__What is needed__
Each line from the opening of the records that follow to the line with "(None, None) =>" needs to be written out exactly. Add nothing.

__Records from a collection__
//! Column-name matching strategies.
//!
//! Result sets rarely spell column names exactly the way the target type
//! spells its fields, so lookups go through a list of [`ColumnNameMatcher`]
//! strategies configured on [`MapperConfig`](crate::config::MapperConfig).

use std::sync::Arc;

use once_cell::sync::Lazy;

/// Strategy for deciding whether a result-set column name refers to a field.
pub trait ColumnNameMatcher: Send + Sync {
    /// Returns true if `column_name` refers to the field named `field_name`.
    fn columns_match(&self, column_name: &str, field_name: &str) -> bool;
}

/// Matches column names to field names by ASCII case-insensitive equality.
#[derive(Debug, Clone, Copy, Default)]
pub struct CaseInsensitiveColumnNameMatcher;

impl ColumnNameMatcher for CaseInsensitiveColumnNameMatcher {
    fn columns_match(&self, column_name: &str, field_name: &str) -> bool {
        column_name.eq_ignore_ascii_case(field_name)
    }
}

/// Matches `snake_case` column names to fields, ignoring underscores in the
/// column name so `first_name` refers to both `firstName` and `firstname`.
#[derive(Debug, Clone, Copy, Default)]
pub struct SnakeCaseColumnNameMatcher;

impl ColumnNameMatcher for SnakeCaseColumnNameMatcher {
    fn columns_match(&self, column_name: &str, field_name: &str) -> bool {
        let mut column = column_name.chars().filter(|c| *c != '_');
        let mut field = field_name.chars().filter(|c| *c != '_');
        loop {
            match (column.next(), field.next()) {
                (None, None) => return true,
                (Some(c), Some(f)) if c.eq_ignore_ascii_case(&f) => {}
                _ => return false,
            }
        }
    }
}

/// The stock matcher list: case-insensitive first, then snake-case.
pub(crate) static DEFAULT_MATCHERS: Lazy<Vec<Arc<dyn ColumnNameMatcher>>> = Lazy::new(|| {
    vec![
        Arc::new(CaseInsensitiveColumnNameMatcher),
        Arc::new(SnakeCaseColumnNameMatcher),
    ]
});

#[cfg(test)]
mod test {
    use super::*;

    #[test]
    fn test_case_insensitive() {
        let m = CaseInsensitiveColumnNameMatcher;
        assert!(m.columns_match("id", "id"));
        assert!(m.columns_match("ID", "id"));
        assert!(!m.columns_match("idx", "id"));
    }

    #[test]
    fn test_snake_case() {
        let m = SnakeCaseColumnNameMatcher;
        assert!(m.columns_match("first_name", "firstName"));
        assert!(m.columns_match("first_name", "firstname"));
        assert!(m.columns_match("FIRST_NAME", "first_name"));
        assert!(!m.columns_match("first_name", "lastName"));
    }
}
//! Accessibility policies for field writes.

use crate::config::MapperConfig;
use crate::errors::*;
use crate::shape::FieldDesc;

/// A policy deciding whether the mapper may write a given field.
///
/// The policy only sees the field descriptor; values never reach a setter
/// the policy has rejected.
pub trait AccessPolicy {
    /// Fails with [`Error::InaccessibleMember`] when the field must not be
    /// written.
    fn check_write<T>(&self, class_name: &str, field: &FieldDesc<T>) -> Result<()>;
}

/// Rejects writes to any non-public field.
#[derive(Debug, Clone, Copy, Default)]
pub struct StrictAccessPolicy;

impl AccessPolicy for StrictAccessPolicy {
    fn check_write<T>(&self, class_name: &str, field: &FieldDesc<T>) -> Result<()> {
        if field.access().is_public() {
            Ok(())
        } else {
            Err(Error::inaccessible(class_name, field.name(), field.access()))
        }
    }
}

/// Bypasses member visibility and allows every write.
#[derive(Debug, Clone, Copy, Default)]
pub struct PermissiveAccessPolicy;

impl AccessPolicy for PermissiveAccessPolicy {
    fn check_write<T>(&self, _class_name: &str, _field: &FieldDesc<T>) -> Result<()> {
        Ok(())
    }
}

/// The policy selected by `make_attributes_accessible`.
#[derive(Debug, Clone, Copy)]
pub(crate) enum ConfiguredPolicy {
    Strict(StrictAccessPolicy),
    Permissive(PermissiveAccessPolicy),
}

impl ConfiguredPolicy {
    pub(crate) fn for_config(config: &MapperConfig) -> Self {
        if config.make_attributes_accessible() {
            ConfiguredPolicy::Permissive(PermissiveAccessPolicy)
        } else {
            ConfiguredPolicy::Strict(StrictAccessPolicy)
        }
    }
}

impl AccessPolicy for ConfiguredPolicy {
    fn check_write<T>(&self, class_name: &str, field: &FieldDesc<T>) -> Result<()> {
        match self {
            ConfiguredPolicy::Strict(p) => p.check_write(class_name, field),
            ConfiguredPolicy::Permissive(p) => p.check_write(class_name, field),
        }
    }
}
//! The row-to-object mapping operation.

use log::trace;

use crate::config::MapperConfig;
use crate::errors::*;
use crate::policy::{AccessPolicy, ConfiguredPolicy};
use crate::row::ResultRow;
use crate::shape::Shape;
use crate::value::Value;

/// Maps one result row to an instance of `T` described by `shape`.
///
/// Columns are matched to constructor parameters and fields through the
/// matchers configured on `config`; a column that matches nothing is
/// ignored unless strict matching is enabled. The operation is
/// all-or-nothing: on any error no instance is returned, and neither the
/// row, the shape nor the config is mutated. Each row is mapped
/// independently, so the config may change between calls.
///
/// Writing to a field tagged non-public is governed by
/// [`make_attributes_accessible`](MapperConfig::set_make_attributes_accessible):
/// when unset, such a write fails the whole mapping with
/// [`Error::InaccessibleMember`].
///
/// ```
/// use rowbind::{map_row, MapperConfig, ResultRow, Shape, ValueType};
///
/// #[derive(Default, PartialEq, Debug)]
/// struct Fruit {
///     id: i32,
/// }
///
/// let shape: Shape<Fruit> = Shape::builder("Fruit")
///     .param("id", ValueType::Int, None)
///     .constructor(|args| Ok(Fruit { id: args[0].i()? }))
///     .finish()
///     .unwrap();
///
/// let row = ResultRow::new().with_column("id", 1);
/// let fruit = map_row(&row, &shape, &MapperConfig::default()).unwrap();
/// assert_eq!(fruit, Fruit { id: 1 });
/// ```
pub fn map_row<T>(row: &ResultRow, shape: &Shape<T>, config: &MapperConfig) -> Result<T> {
    let policy = ConfiguredPolicy::for_config(config);

    let mut args = Vec::with_capacity(shape.params().len());
    for param in shape.params() {
        match find_column(row, config, param.name()) {
            Some(value) => args.push(value.clone().coerce(param.ty())?),
            None => match param.default() {
                Some(default) => args.push(default.clone()),
                None => {
                    return Err(Error::MissingRequiredField {
                        param: param.name().to_owned(),
                    })
                }
            },
        }
    }

    let mut instance = shape.construct(args)?;

    for field in shape.fields() {
        let Some(value) = find_column(row, config, field.name()) else {
            // Unmatched fields keep their construction-time value.
            continue;
        };
        policy.check_write(shape.name(), field)?;
        let value = value.clone().coerce(field.ty())?;
        trace!(
            "assigning column value to `{}.{}`",
            shape.name(),
            field.name()
        );
        field.set(&mut instance, value)?;
    }

    if config.strict_matching() {
        check_all_columns_consumed(row, shape, config)?;
    }

    Ok(instance)
}

/// Maps every row in order, stopping at the first failure.
pub fn map_rows<'a, T, I>(rows: I, shape: &Shape<T>, config: &MapperConfig) -> Result<Vec<T>>
where
    I: IntoIterator<Item = &'a ResultRow>,
{
    rows.into_iter()
        .map(|row| map_row(row, shape, config))
        .collect()
}

/// Resolves a name against the row through the configured matchers.
///
/// Matchers are tried in order; within a matcher, columns are scanned in
/// row order and the first hit wins, so a name resolves to at most one
/// column.
fn find_column<'r>(
    row: &'r ResultRow,
    config: &MapperConfig,
    field_name: &str,
) -> Option<&'r Value> {
    config.column_name_matchers().iter().find_map(|matcher| {
        row.columns()
            .find(|column| matcher.columns_match(column.name(), field_name))
            .map(|column| column.value())
    })
}

fn check_all_columns_consumed<T>(
    row: &ResultRow,
    shape: &Shape<T>,
    config: &MapperConfig,
) -> Result<()> {
    for column in row.columns() {
        let matches_name = |name: &str| {
            config
                .column_name_matchers()
                .iter()
                .any(|matcher| matcher.columns_match(column.name(), name))
        };
        let consumed = shape.params().iter().any(|p| matches_name(p.name()))
            || shape.fields().iter().any(|f| matches_name(f.name()));
        if !consumed {
            return Err(Error::UnmatchedColumn {
                column: column.name().to_owned(),
            });
        }
    }
    Ok(())
}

__Exercise response__
//! Column-name matching strategies.
//!
//! Result sets rarely spell column names exactly the way the target type
//! spells its fields, so lookups go through a list of [`ColumnNameMatcher`]
//! strategies configured on [`MapperConfig`](crate::config::MapperConfig).

use std::sync::Arc;

use once_cell::sync::Lazy;

/// Strategy for deciding whether a result-set column name refers to a field.
pub trait ColumnNameMatcher: Send + Sync {
    /// Returns true if `column_name` refers to the field named `field_name`.
    fn columns_match(&self, column_name: &str, field_name: &str) -> bool;
}

/// Matches column names to field names by ASCII case-insensitive equality.
#[derive(Debug, Clone, Copy, Default)]
pub struct CaseInsensitiveColumnNameMatcher;

impl ColumnNameMatcher for CaseInsensitiveColumnNameMatcher {
    fn columns_match(&self, column_name: &str, field_name: &str) -> bool {
        column_name.eq_ignore_ascii_case(field_name)
    }
}

/// Matches `snake_case` column names to fields, ignoring underscores in the
/// column name so `first_name` refers to both `firstName` and `firstname`.
#[derive(Debug, Clone, Copy, Default)]
pub struct SnakeCaseColumnNameMatcher;

impl ColumnNameMatcher for SnakeCaseColumnNameMatcher {
    fn columns_match(&self, column_name: &str, field_name: &str) -> bool {
        let mut column = column_name.chars().filter(|c| *c != '_');
        let mut field = field_name.chars().filter(|c| *c != '_');
        loop {
            match (column.next(), field.next()) {
                (None, None) => return true,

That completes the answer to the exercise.